Un repaso a los promedios de descenso entre 2022 y 2025 deja una conclusión incómoda para el ruido que se genera cada vez que el Motilón tropieza: el promedio no castiga al que arranca mal, castiga al que se mantiene hundido.
📉 Promedios y descenso: los hechos, no el miedo
2022
20 Cortuluá – 0,775
19 Patriotas – 0,897
18 Magdalena – 1,000 (salvado)
2023
20 Huila – 0,925
19 Magdalena – 1,012
18 Jaguares – 1,118 (salvado)
2024 (38 partidos)
20 Patriotas – 0,921
19 Jaguares – 0,991
18 Envigado – 1,008 (salvado)
2025 (38 partidos)
20 Magdalena – 0,800
19 Envigado – 0,847
18 Chicó – 1,000 (salvado)
🔎 El dato que incomoda
En cuatro temporadas, solo un equipo con promedio superior a 1,000 descendió.
El descenso se define casi siempre por debajo del punto por partido, en los puestos 19 y 20. No en la primera fecha.
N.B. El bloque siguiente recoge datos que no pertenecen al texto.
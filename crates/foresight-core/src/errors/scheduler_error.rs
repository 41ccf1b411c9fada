use crate::models::ActionStatus;

/// Action registry errors.
#[derive(Debug, Clone, PartialEq, thiserror::Error)]
pub enum SchedulerError {
    #[error("no action registered for {resource_key}")]
    UnknownAction { resource_key: String },

    #[error("illegal transition for {resource_key}: {from:?} -> {to:?}")]
    IllegalTransition {
        resource_key: String,
        from: ActionStatus,
        to: ActionStatus,
    },

    #[error("action {resource_key} generation {generation} was superseded")]
    StaleGeneration { resource_key: String, generation: u64 },
}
No por un mal arranque.
🔴⚫ Entonces, ¿qué tan grave es la situación del Cúcuta?
Perder duele, pero no condena.
Con 37 fechas por jugar, el panorama sigue abierto y el margen es real.
Para salvar la categoría, el Cúcuta necesita:
• 39 a 42 puntos en el torneo. (36% de fectividad)
• Un promedio cercano a 1,0 por partido.
• Regularidad, no pánico.
• Puntos en casa, no discursos alarmistas.
⚠️ El verdadero riesgo
El problema no es perder un partido.
El verdadero peligro es instalar la idea de descenso cuando los números dicen otra cosa.
El promedio no se juega con miedo, se juega con constancia.
Y hoy, Cúcuta Deportivo todavía depende de sí mismo.